* _Action item_
Search the records below for the word "west", then return every line where it appears.

* _Exercise data_
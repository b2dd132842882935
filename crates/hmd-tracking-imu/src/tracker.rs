//! Orientation and position dead-reckoning from calibrated IMU samples.
//!
//! The filter integrates the bias-corrected gyroscope rate into an
//! orientation quaternion and nudges it along the normalized gradient of the
//! gravity (and optionally magnetic flux) alignment error, Madgwick style.
//! The same gradient, mapped back to an angular rate, slowly drives the gyro
//! bias estimate. World-space linear acceleration is integrated twice into
//! velocity and translation.
//!
//! World frame: `+z` is up (the direction the accelerometer reads at rest)
//! and the horizontal component of the magnetic flux points along `+x`, so
//! the flux always lies in the world X/Z plane.

use nalgebra::{Matrix3, Matrix3x4, Quaternion, Rotation3, UnitQuaternion, Vector3, Vector4};
use parking_lot::{Mutex, RwLock};

#[cfg(feature = "tracing")]
use tracing::instrument;

use crate::params::TrackerParams;
use crate::sample::CalibratedSample;
use crate::state::{StateRing, TrackingState};

/// Invoked with every newly pushed state, on the sampling thread.
pub type StreamCallback = Box<dyn Fn(&TrackingState) + Send + Sync>;

/// Warm-up state machine of the tracker.
#[derive(Clone, Copy, Debug, PartialEq, Eq)]
pub enum TrackerPhase {
    /// Accumulating warm-up samples; no state has been produced yet.
    Uninitialized,
    Tracking,
}

#[derive(Clone, Copy, Debug)]
struct WarmupSums {
    accelerometer: Vector3<f64>,
    gyroscope: Vector3<f64>,
    magnetometer: Vector3<f64>,
    count: u32,
}

impl WarmupSums {
    fn new() -> Self {
        Self {
            accelerometer: Vector3::zeros(),
            gyroscope: Vector3::zeros(),
            magnetometer: Vector3::zeros(),
            count: 0,
        }
    }

    fn add(&mut self, sample: &CalibratedSample) {
        self.accelerometer += sample.accelerometer;
        self.gyroscope += sample.gyroscope;
        self.magnetometer += sample.magnetometer;
        self.count += 1;
    }
}

struct FilterCore {
    params: TrackerParams,
    phase: TrackerPhase,
    warmup: WarmupSums,
    gyro_bias: Vector3<f64>,
    last_time_stamp: Option<u32>,
}

impl FilterCore {
    /// Seconds since the previous sample, or `None` for a stamp that is
    /// older than the previous one after wraparound.
    fn delta_t(&mut self, time_stamp: u32) -> Option<f64> {
        let Some(prev) = self.last_time_stamp else {
            self.last_time_stamp = Some(time_stamp);
            return Some(0.0);
        };
        let ticks = time_stamp.wrapping_sub(prev) as i32;
        if ticks < 0 {
            log::warn!(
                "sample time stamp {} precedes previous {}; treating dt as zero",
                time_stamp,
                prev
            );
            return None;
        }
        self.last_time_stamp = Some(time_stamp);
        Some(ticks as f64 * 1e-6)
    }
}

/// Continuously updated 6-DOF kinematic state driven by IMU samples.
///
/// All methods take `&self`: a sampling thread calls
/// [`integrate_sample`](Self::integrate_sample) while other threads read
/// through [`lock_new_state`](Self::lock_new_state) /
/// [`get_locked_state`](Self::get_locked_state) and apply optical corrections.
/// Readers only touch the state ring, never the filter lock.
pub struct OrientationPositionTracker {
    core: Mutex<FilterCore>,
    ring: StateRing,
    callback: RwLock<Option<StreamCallback>>,
}

impl OrientationPositionTracker {
    pub fn new(params: TrackerParams) -> Self {
        Self {
            ring: StateRing::new(params.ring_capacity, TrackingState::default()),
            core: Mutex::new(FilterCore {
                params,
                phase: TrackerPhase::Uninitialized,
                warmup: WarmupSums::new(),
                gyro_bias: Vector3::zeros(),
                last_time_stamp: None,
            }),
            callback: RwLock::new(None),
        }
    }

    pub fn params(&self) -> TrackerParams {
        self.core.lock().params
    }

    /// Toggle the magnetic-flux correction term at runtime.
    pub fn set_use_magnetometer(&self, enabled: bool) {
        self.core.lock().params.use_magnetometer = enabled;
    }

    pub fn phase(&self) -> TrackerPhase {
        self.core.lock().phase
    }

    pub fn is_tracking(&self) -> bool {
        self.phase() == TrackerPhase::Tracking
    }

    /// Current gyroscope bias estimate (rad/s, sensor space).
    pub fn gyro_bias(&self) -> Vector3<f64> {
        self.core.lock().gyro_bias
    }

    /// Install a callback receiving every new state; replaces any previous one.
    pub fn set_stream_callback(&self, callback: impl Fn(&TrackingState) + Send + Sync + 'static) {
        *self.callback.write() = Some(Box::new(callback));
    }

    pub fn clear_stream_callback(&self) {
        *self.callback.write() = None;
    }

    /// Advance the filter by one sample.
    ///
    /// Samples must arrive in time-stamp order. Warm-up samples received
    /// before tracking starts only accumulate; the first regular sample
    /// establishes the world frame and the initial gyro bias.
    #[cfg_attr(
        feature = "tracing",
        instrument(level = "trace", skip_all, fields(time_stamp = sample.time_stamp))
    )]
    pub fn integrate_sample(&self, sample: &CalibratedSample) {
        let mut core = self.core.lock();

        let state = match core.phase {
            TrackerPhase::Uninitialized => {
                if sample.warmup {
                    core.warmup.add(sample);
                    core.last_time_stamp = Some(sample.time_stamp);
                    return;
                }
                self.start_tracking(&mut core, sample)
            }
            TrackerPhase::Tracking => {
                let prev = self.ring.most_recent();
                // a late sample keeps the ring's time axis monotonic
                let (dt, time_stamp) = match core.delta_t(sample.time_stamp) {
                    Some(dt) => (dt, sample.time_stamp),
                    None => (0.0, prev.time_stamp),
                };
                let mut state = step(&mut core, &prev, sample, dt);
                state.time_stamp = time_stamp;
                self.ring.push(state);
                state
            }
        };
        drop(core);

        if let Some(callback) = self.callback.read().as_ref() {
            callback(&state);
        }
    }

    fn start_tracking(&self, core: &mut FilterCore, sample: &CalibratedSample) -> TrackingState {
        if core.warmup.count == 0 {
            core.warmup.add(sample);
        }
        let sums = core.warmup;
        core.gyro_bias = sums.gyroscope / sums.count as f64;
        core.last_time_stamp = Some(sample.time_stamp);
        core.phase = TrackerPhase::Tracking;

        let rotation = initial_rotation(&sums, core.params.use_magnetometer);
        let prev = self.ring.most_recent();
        let state = TrackingState {
            time_stamp: sample.time_stamp,
            linear_acceleration: Vector3::zeros(),
            linear_velocity: prev.linear_velocity,
            translation: prev.translation,
            angular_velocity: sample.gyroscope - core.gyro_bias,
            rotation,
        };
        self.ring.push(state);

        log::info!(
            "warm-up complete after {} samples; gyro bias [{:.5}, {:.5}, {:.5}] rad/s",
            sums.count,
            core.gyro_bias.x,
            core.gyro_bias.y,
            core.gyro_bias.z
        );
        state
    }

    /// Zero all velocities and optionally override translation and rotation.
    ///
    /// Gyro bias and the warm-up state are left alone. The restarted state is
    /// also locked, so it is readable immediately.
    pub fn restart(&self, translation: Option<Vector3<f64>>, rotation: Option<UnitQuaternion<f64>>) {
        let _core = self.core.lock();
        self.ring.modify_most_recent(|s| {
            s.linear_acceleration = Vector3::zeros();
            s.linear_velocity = Vector3::zeros();
            s.angular_velocity = Vector3::zeros();
            if let Some(t) = translation {
                s.translation = t;
            }
            if let Some(q) = rotation {
                s.rotation = q;
            }
        });
        self.ring.lock_new();
        log::info!("tracker restarted");
    }

    /// Additively nudge the most recent translation and velocity.
    ///
    /// Orientation is untouched. Serialized with `integrate_sample`, so the
    /// delta is never lost to a concurrently computed state.
    pub fn apply_correction(&self, delta_translation: Vector3<f64>, delta_velocity: Vector3<f64>) {
        let _core = self.core.lock();
        self.ring.modify_most_recent(|s| {
            s.translation += delta_translation;
            s.linear_velocity += delta_velocity;
        });
    }

    /// Lock the most recent state for reading. Returns `true` if it is newer
    /// than the previously locked state.
    pub fn lock_new_state(&self) -> bool {
        self.ring.lock_new()
    }

    pub fn get_locked_state(&self) -> TrackingState {
        self.ring.locked()
    }

    pub fn most_recent_state(&self) -> TrackingState {
        self.ring.most_recent()
    }

    /// The historical state closest to `time_stamp` (device microseconds).
    pub fn get_recent_state(&self, time_stamp: u32) -> TrackingState {
        self.ring.closest_to(time_stamp)
    }
}

/// One filter update from `prev` over `dt` seconds.
fn step(
    core: &mut FilterCore,
    prev: &TrackingState,
    sample: &CalibratedSample,
    dt: f64,
) -> TrackingState {
    let params = core.params;
    let q = prev.rotation;

    let flux = params.use_magnetometer.then_some(&sample.magnetometer);
    let grad = correction_gradient(&q, &sample.accelerometer, flux);
    let grad_norm = grad.norm();
    let step_dir = if grad_norm > 0.0 {
        grad / grad_norm
    } else {
        Quaternion::new(0.0, 0.0, 0.0, 0.0)
    };

    if grad_norm > 0.0 {
        // angular rate equivalent of the correction step
        let omega_err = (q.conjugate().into_inner() * step_dir).vector() * 2.0;
        core.gyro_bias += omega_err * (params.bias_drift_gain * dt);
    }
    let omega = sample.gyroscope - core.gyro_bias;

    let q_dot = q.into_inner() * Quaternion::from_imag(omega) * 0.5
        - step_dir * params.orientation_drift_gain;
    let raw = q.into_inner() + q_dot * dt;
    let rotation = UnitQuaternion::try_new(raw, 1e-12).unwrap_or(q);

    let linear_acceleration =
        rotation * sample.accelerometer - Vector3::new(0.0, 0.0, params.gravity);
    let linear_velocity = prev.linear_velocity + linear_acceleration * dt;
    let translation = prev.translation + linear_velocity * dt;

    TrackingState {
        time_stamp: sample.time_stamp,
        linear_acceleration,
        linear_velocity,
        translation,
        angular_velocity: omega,
        rotation,
    }
}

/// Gradient (w, x, y, z order) of the squared alignment error between the
/// measured reference directions and those predicted by `q`.
fn correction_gradient(
    q: &UnitQuaternion<f64>,
    accelerometer: &Vector3<f64>,
    flux: Option<&Vector3<f64>>,
) -> Quaternion<f64> {
    let (w, x, y, z) = (q.w, q.i, q.j, q.k);
    let mut grad = Vector4::<f64>::zeros();

    if let Some(a) = accelerometer.try_normalize(1e-12) {
        // world up seen from the sensor
        let f = Vector3::new(
            2.0 * (x * z - w * y) - a.x,
            2.0 * (y * z + w * x) - a.y,
            1.0 - 2.0 * (x * x + y * y) - a.z,
        );
        #[rustfmt::skip]
        let j = Matrix3x4::new(
            -2.0 * y, 2.0 * z, -2.0 * w, 2.0 * x,
            2.0 * x, 2.0 * w, 2.0 * z, 2.0 * y,
            0.0, -4.0 * x, -4.0 * y, 0.0,
        );
        grad += j.transpose() * f;
    }

    if let Some(m) = flux.and_then(|m| m.try_normalize(1e-12)) {
        let h = q * m;
        let bx = (h.x * h.x + h.y * h.y).sqrt();
        let bz = h.z;
        let f = Vector3::new(
            bx * (1.0 - 2.0 * (y * y + z * z)) + bz * 2.0 * (x * z - w * y) - m.x,
            bx * 2.0 * (x * y - w * z) + bz * 2.0 * (y * z + w * x) - m.y,
            bx * 2.0 * (x * z + w * y) + bz * (1.0 - 2.0 * (x * x + y * y)) - m.z,
        );
        #[rustfmt::skip]
        let j = Matrix3x4::new(
            -2.0 * bz * y, 2.0 * bz * z, -4.0 * bx * y - 2.0 * bz * w, -4.0 * bx * z + 2.0 * bz * x,
            -2.0 * bx * z + 2.0 * bz * x, 2.0 * bx * y + 2.0 * bz * w, 2.0 * bx * x + 2.0 * bz * z, -2.0 * bx * w + 2.0 * bz * y,
            2.0 * bx * y, 2.0 * bx * z - 4.0 * bz * x, 2.0 * bx * w - 4.0 * bz * y, 2.0 * bx * x,
        );
        grad += j.transpose() * f;
    }

    Quaternion::new(grad[0], grad[1], grad[2], grad[3])
}

/// Orientation whose world `+z` is the mean accelerometer direction and whose
/// world `+x` is the horizontal part of the mean magnetic flux.
fn initial_rotation(sums: &WarmupSums, use_magnetometer: bool) -> UnitQuaternion<f64> {
    let Some(up) = sums.accelerometer.try_normalize(1e-12) else {
        return UnitQuaternion::identity();
    };
    let horizontal = |v: Vector3<f64>| (v - up * up.dot(&v)).try_normalize(1e-9);

    let north = use_magnetometer
        .then(|| horizontal(sums.magnetometer))
        .flatten()
        .or_else(|| {
            // sensor axis least aligned with gravity
            [Vector3::x(), Vector3::y(), Vector3::z()]
                .into_iter()
                .min_by(|a, b| a.dot(&up).abs().total_cmp(&b.dot(&up).abs()))
                .and_then(horizontal)
        })
        .unwrap_or_else(Vector3::x);
    let west = up.cross(&north);

    let basis = Matrix3::from_rows(&[north.transpose(), west.transpose(), up.transpose()]);
    UnitQuaternion::from_rotation_matrix(&Rotation3::from_matrix_unchecked(basis))
}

* _Exercise output_
    let west = up.cross(&north);
    let basis = Matrix3::from_rows(&[north.transpose(), west.transpose(), up.transpose()]);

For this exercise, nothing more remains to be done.